While living here in Indianapolis, I have been going to a Bible study on Hebrews. This week we will be discussing chapter six. In my reading, I was reminded again how decisions about grammar can impact meaning. Hebrews 6:4-6 is a single sentence with seven participles (eight if you count the implied one) that pose some interesting problems that significantly impact the meaning of the sentence. This highly debated New Testament sentence provides a good example of how sometimes, it is the decisions about grammar that impact translation and interpretation the most. My goal here is not to solve these problems, but to illustrate the need to make well thought out decisions in our study of New Testament grammar.
The first issue is the issue of the main verb. The primary verb is implied. The actual sentence has verbal ideas only from participles and one infinitive. The infinitive is adverbial and completes the idea of the main verb. The main verb is implied and, in my view, the verb “to be” makes the most sense. So, the primary phrase is
[εστιν] αδυνατον ανακαινιζειν παλιν εις μετανοιαν
The phase could be translated something like, “It is impossible to renew again to the point of repentance…”. What does εις μετανοιαν/to repentance mean? That is for a different discussion. What is important in this discussion is that we have our primary clause. In the passage it is interesting that five participles separate the “it is impossible” and “to renew again…”, but that is also a discussion for another time. There are five participial phrases that form the direct object of the infinitive ανακαινιζειν. The first participle is clearly a substantive – τους απαξ φωτισθεντας, “those who were once enlightened”. The article and the participle are both masculine, plural, accusative and the next four participles do not have articles. However, I see them as all substantives governed by the same article as the first. Each participle is also masculine, plural, accusative. Each participle is also aorist – matching the first, and each participial phrase is separated by a conjunction (τε or και). The single article governing a list of participles connected by conjunctions forms a tight block of text. Since each of these participles are aorist, they have an antecedent verbal idea. So, the author is saying something like this,
“For, it is impossible to renew again to repentance the one who was once enlightened and tasted the heavenly gift and became a participant in the Holy Spirit and tasted the good word of God and the power of the age to come and fallen away…”.
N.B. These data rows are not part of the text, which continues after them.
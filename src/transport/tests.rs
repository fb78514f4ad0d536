use super::*;
use crate::config::DoorsnapConfig;
use crate::error::TransportError;
use parking_lot::Mutex;
use std::sync::atomic::{AtomicUsize, Ordering};
use std::time::Duration;
use tempfile::TempDir;

fn sample_media() -> MediaPayload {
    MediaPayload::jpeg(
        "photo_20240101_120000_000_deadbeef.jpeg".to_string(),
        vec![0xFF, 0xD8, 0xFF, 0xD9],
        Some("periodic#1".to_string()),
    )
}

async fn settle() {
    for _ in 0..10 {
        tokio::task::yield_now().await;
    }
}

#[tokio::test]
async fn test_send_refused_before_ready() {
    let mock = Arc::new(MockTransport::with_auto_ready(false));
    let adapter = TransportAdapter::new(mock.clone());
    adapter.start().await.unwrap();

    let result = adapter.send_media(&Recipient::new("42"), &sample_media()).await;
    assert!(matches!(result, Err(TransportError::NotReady)));
    assert!(mock.media().is_empty());

    adapter.stop().await.unwrap();
}

#[tokio::test]
async fn test_ready_hooks_fire_once() {
    let mock = Arc::new(MockTransport::with_auto_ready(false));
    let adapter = TransportAdapter::new(mock.clone());
    let fired = Arc::new(AtomicUsize::new(0));

    let counter = fired.clone();
    adapter.on_ready(move || {
        counter.fetch_add(1, Ordering::SeqCst);
    });
    adapter.start().await.unwrap();

    mock.emit(TransportEvent::Ready).await;
    mock.emit(TransportEvent::Ready).await;
    adapter.wait_ready(Duration::from_secs(1)).await.unwrap();
    settle().await;

    assert_eq!(fired.load(Ordering::SeqCst), 1);
    assert!(adapter.is_ready());

    // Registered after readiness: runs immediately
    let counter = fired.clone();
    adapter.on_ready(move || {
        counter.fetch_add(1, Ordering::SeqCst);
    });
    assert_eq!(fired.load(Ordering::SeqCst), 2);

    adapter.stop().await.unwrap();
    assert!(mock.is_stopped());
}

#[tokio::test]
async fn test_wait_ready_times_out() {
    let mock = Arc::new(MockTransport::with_auto_ready(false));
    let adapter = TransportAdapter::new(mock);
    adapter.start().await.unwrap();

    let result = adapter.wait_ready(Duration::from_millis(50)).await;
    assert!(matches!(result, Err(TransportError::Startup(_))));
    adapter.stop().await.unwrap();
}

#[tokio::test]
async fn test_wait_ready_returns_once_ready_arrives() {
    let mock = Arc::new(MockTransport::with_auto_ready(false));
    let adapter = Arc::new(TransportAdapter::new(mock.clone()));
    adapter.start().await.unwrap();

    let waiter = {
        let adapter = adapter.clone();
        tokio::spawn(async move { adapter.wait_ready(Duration::from_secs(5)).await })
    };
    tokio::time::sleep(Duration::from_millis(20)).await;
    assert!(!waiter.is_finished());

    mock.emit(TransportEvent::Ready).await;
    waiter.await.unwrap().unwrap();
    assert!(adapter.is_ready());

    // Already ready: returns without waiting
    adapter.wait_ready(Duration::from_millis(1)).await.unwrap();
    adapter.stop().await.unwrap();
}

#[tokio::test(flavor = "multi_thread", worker_threads = 4)]
async fn test_ready_hooks_registered_during_ready_all_fire() {
    const HOOKS: usize = 200;

    let mock = Arc::new(MockTransport::with_auto_ready(false));
    let adapter = Arc::new(TransportAdapter::new(mock.clone()));
    adapter.start().await.unwrap();
    let fired = Arc::new(AtomicUsize::new(0));

    let registrar = {
        let adapter = adapter.clone();
        let fired = fired.clone();
        tokio::spawn(async move {
            for _ in 0..HOOKS {
                let counter = fired.clone();
                adapter.on_ready(move || {
                    counter.fetch_add(1, Ordering::SeqCst);
                });
                tokio::task::yield_now().await;
            }
        })
    };
    mock.emit(TransportEvent::Ready).await;
    registrar.await.unwrap();
    adapter.wait_ready(Duration::from_secs(1)).await.unwrap();

    let deadline = tokio::time::Instant::now() + Duration::from_secs(1);
    while fired.load(Ordering::SeqCst) < HOOKS && tokio::time::Instant::now() < deadline {
        tokio::time::sleep(Duration::from_millis(5)).await;
    }
    assert_eq!(fired.load(Ordering::SeqCst), HOOKS);

    adapter.stop().await.unwrap();
}

#[tokio::test]
async fn test_pairing_challenge_and_inbound_messages_dispatched() {
    let mock = Arc::new(MockTransport::new());
    let adapter = TransportAdapter::new(mock.clone());

    let challenges = Arc::new(Mutex::new(Vec::new()));
    let sink = challenges.clone();
    adapter.on_pairing_challenge(move |data| sink.lock().push(data.to_string()));

    let messages = Arc::new(Mutex::new(Vec::new()));
    let sink = messages.clone();
    adapter.on_inbound_message(move |message| sink.lock().push(message));

    adapter.start().await.unwrap();
    adapter.wait_ready(Duration::from_secs(1)).await.unwrap();

    mock.emit(TransportEvent::PairingChallenge("https://t.me/door_bot".to_string()))
        .await;
    mock.emit_message("CAM", "1234").await;
    settle().await;

    assert_eq!(challenges.lock().as_slice(), ["https://t.me/door_bot"]);
    let received = messages.lock().clone();
    assert_eq!(received.len(), 1);
    assert_eq!(received[0].text, "CAM");
    assert_eq!(received[0].sender, Recipient::new("1234"));

    adapter.stop().await.unwrap();
}

#[tokio::test]
async fn test_send_after_ready_reaches_transport() {
    let mock = Arc::new(MockTransport::new());
    let adapter = TransportAdapter::new(mock.clone());
    adapter.start().await.unwrap();
    adapter.wait_ready(Duration::from_secs(1)).await.unwrap();

    let recipient = Recipient::new("42");
    adapter.send_media(&recipient, &sample_media()).await.unwrap();
    adapter.send_text(&recipient, "hello").await.unwrap();

    assert_eq!(mock.media().len(), 1);
    assert_eq!(mock.texts(), vec![(recipient, "hello".to_string())]);
    adapter.stop().await.unwrap();
}

#[tokio::test]
async fn test_outbox_writes_photo_and_sidecar() {
    let dir = TempDir::new().unwrap();
    let outbox_dir = dir.path().join("outbox");
    let adapter = TransportAdapter::new(Arc::new(OutboxTransport::new(&outbox_dir)));

    adapter.start().await.unwrap();
    adapter.wait_ready(Duration::from_secs(1)).await.unwrap();

    let recipient = Recipient::new("5511999999999@c.us");
    adapter.send_media(&recipient, &sample_media()).await.unwrap();
    adapter.send_text(&recipient, "Taking photo...").await.unwrap();

    let photo = outbox_dir.join("5511999999999_c_us_photo_20240101_120000_000_deadbeef.jpeg");
    assert_eq!(std::fs::read(&photo).unwrap(), vec![0xFF, 0xD8, 0xFF, 0xD9]);

    let sidecar: serde_json::Value =
        serde_json::from_slice(&std::fs::read(photo.with_extension("json")).unwrap()).unwrap();
    assert_eq!(sidecar["recipient"], "5511999999999@c.us");
    assert_eq!(sidecar["caption"], "periodic#1");
    assert_eq!(sidecar["size_bytes"], 4);

    let log = std::fs::read_to_string(outbox_dir.join("messages.log")).unwrap();
    assert!(log.contains("Taking photo..."));

    adapter.stop().await.unwrap();
}

#[tokio::test]
async fn test_outbox_text_is_on_disk_when_send_returns() {
    let dir = TempDir::new().unwrap();
    let outbox = OutboxTransport::new(dir.path());
    let (events_tx, _events_rx) = tokio::sync::mpsc::channel(4);
    outbox.start(events_tx).await.unwrap();

    let recipient = Recipient::new("42");
    for i in 0..20 {
        let text = format!("line {}", i);
        outbox.send_text(&recipient, &text).await.unwrap();

        let log = std::fs::read_to_string(dir.path().join("messages.log")).unwrap();
        assert_eq!(log.lines().count(), i + 1);
        assert!(log.lines().last().unwrap().ends_with(&format!("42 {}", text)));
    }
}

#[test]
fn test_build_transport_outbox() {
    let mut config = DoorsnapConfig::default().transport;
    config.backend = crate::config::TransportBackend::Outbox;
    let transport = build_transport(&config).unwrap();
    assert_eq!(transport.name(), "outbox");
}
Wallace suggests that this last participle (παραπεσοντας fallen away) could be a conditional and translated “…if they fall away.” That is possible, but since it is in the sequence of participles in aorist tense, separated by conjunctions, it is also probably also governed by the same article as the others and hence a substantive. In other words, the author uses six attributes (as opposed to five plus one conditional) to describe the person about whom it is impossible to restore to repentance.
One of the key questions is, “Who is the author talking about”. It is difficult to imagine a clearer description of a believer. It is harder still to imagine this list of attributes being used to describe one who only pretends to believe. But, I’ll leave that discussion for others.
Next is the hard part. We have two adverbial present tense participles - ανασταυρουντας εαυτοι τον υιον του θεου και παραδειγματιζοντας. The present tense forms a strong contrast to the previous aorist tense participles and match the present tense of the infinitive. That means that they are connected with the meaning of the main verb. The contrast of tenses was probably not an accident and brings out the imperfective aspect of the participles. The question is, are they temporal or causal. The decision made here has a significant impact on the interpretation.
If we understand them as temporal, we can translate them, “…while they are crucifying the Son of God to themselves and publicly putting him to shame.” The idea is that while they continue this action, they cannot be restored. Implied is the hope that if the offenders change their actions (stop crucifying Him to themselves and putting Him to open shame), then restoration is possible. The temporal option give hope and doesn’t demand the loss of salvation.
In contrast, if we understand them as causal, the picture is much bleaker. As causals they could be translated, “…because they are crucifying the Son of God to themselves and publicly putting Him to open shame.” The implication here is that their state is a done deal and they cannot be restored – there is no hope. It is even stronger if we take the present aorist as a gnomic – “…because they crucify the Son of God to themselves and publicly put Him to shame.” the causal option leaves no hope and demands either the loss of salvation or that the author is describing people who only gave the appearance of being saved.
So, which is correct? or better said, which did the author have in mind? Good question and beyond the scope of this post. I just wanted to highlight the connection between decisions about grammar and interpretation. I will leave the hard decisions to others.